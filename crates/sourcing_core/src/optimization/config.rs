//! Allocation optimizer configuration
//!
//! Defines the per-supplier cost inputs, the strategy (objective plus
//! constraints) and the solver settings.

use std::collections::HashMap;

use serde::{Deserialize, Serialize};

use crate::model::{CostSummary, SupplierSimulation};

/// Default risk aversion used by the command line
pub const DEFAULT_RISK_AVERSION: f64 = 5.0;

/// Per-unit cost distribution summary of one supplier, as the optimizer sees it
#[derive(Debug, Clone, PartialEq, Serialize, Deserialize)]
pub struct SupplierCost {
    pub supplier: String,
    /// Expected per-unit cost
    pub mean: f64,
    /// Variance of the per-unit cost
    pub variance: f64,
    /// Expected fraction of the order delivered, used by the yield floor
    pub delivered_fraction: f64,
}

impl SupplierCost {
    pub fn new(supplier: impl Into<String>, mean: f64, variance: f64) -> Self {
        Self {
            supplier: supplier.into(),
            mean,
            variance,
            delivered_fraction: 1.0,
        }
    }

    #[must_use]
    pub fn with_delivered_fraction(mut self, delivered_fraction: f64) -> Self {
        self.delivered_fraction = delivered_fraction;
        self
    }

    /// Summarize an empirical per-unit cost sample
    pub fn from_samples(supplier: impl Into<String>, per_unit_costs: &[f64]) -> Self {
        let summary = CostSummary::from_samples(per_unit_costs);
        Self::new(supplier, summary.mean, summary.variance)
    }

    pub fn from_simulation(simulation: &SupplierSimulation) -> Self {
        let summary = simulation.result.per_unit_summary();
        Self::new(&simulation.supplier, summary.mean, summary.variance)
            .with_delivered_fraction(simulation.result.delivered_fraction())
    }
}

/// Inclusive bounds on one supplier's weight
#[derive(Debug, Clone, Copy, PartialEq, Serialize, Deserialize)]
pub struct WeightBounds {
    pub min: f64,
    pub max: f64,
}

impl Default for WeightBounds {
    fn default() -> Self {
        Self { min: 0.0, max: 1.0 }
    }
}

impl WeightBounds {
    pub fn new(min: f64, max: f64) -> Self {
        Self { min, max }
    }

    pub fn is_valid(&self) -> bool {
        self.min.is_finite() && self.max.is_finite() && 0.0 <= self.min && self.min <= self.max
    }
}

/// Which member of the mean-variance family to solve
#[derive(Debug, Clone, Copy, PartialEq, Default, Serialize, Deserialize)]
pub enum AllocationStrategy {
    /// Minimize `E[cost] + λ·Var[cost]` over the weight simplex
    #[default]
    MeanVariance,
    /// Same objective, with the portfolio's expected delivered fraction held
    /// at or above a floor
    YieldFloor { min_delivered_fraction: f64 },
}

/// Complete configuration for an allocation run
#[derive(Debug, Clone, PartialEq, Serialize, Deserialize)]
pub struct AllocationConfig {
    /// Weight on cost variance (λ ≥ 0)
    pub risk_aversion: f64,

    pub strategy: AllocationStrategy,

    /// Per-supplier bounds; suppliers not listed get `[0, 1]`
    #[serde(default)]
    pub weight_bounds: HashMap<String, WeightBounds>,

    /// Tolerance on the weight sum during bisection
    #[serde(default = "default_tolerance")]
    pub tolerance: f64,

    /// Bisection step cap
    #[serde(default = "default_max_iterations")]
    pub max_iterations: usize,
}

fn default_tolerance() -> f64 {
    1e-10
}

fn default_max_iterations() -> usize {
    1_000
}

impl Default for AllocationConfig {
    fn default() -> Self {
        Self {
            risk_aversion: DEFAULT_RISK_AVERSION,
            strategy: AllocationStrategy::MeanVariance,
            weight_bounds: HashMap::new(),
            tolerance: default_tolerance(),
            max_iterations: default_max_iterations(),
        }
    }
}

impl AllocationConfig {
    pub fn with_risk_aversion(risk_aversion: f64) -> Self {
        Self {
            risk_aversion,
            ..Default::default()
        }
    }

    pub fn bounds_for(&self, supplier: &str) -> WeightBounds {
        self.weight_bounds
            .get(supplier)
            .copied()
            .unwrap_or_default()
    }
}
◆ ◆ ◆
**What you are asked to do**: Where the string "configuration" turns up in a line of the data above, copy that whole line.

**Your response**:
//! Allocation optimizer configuration
/// Complete configuration for an allocation run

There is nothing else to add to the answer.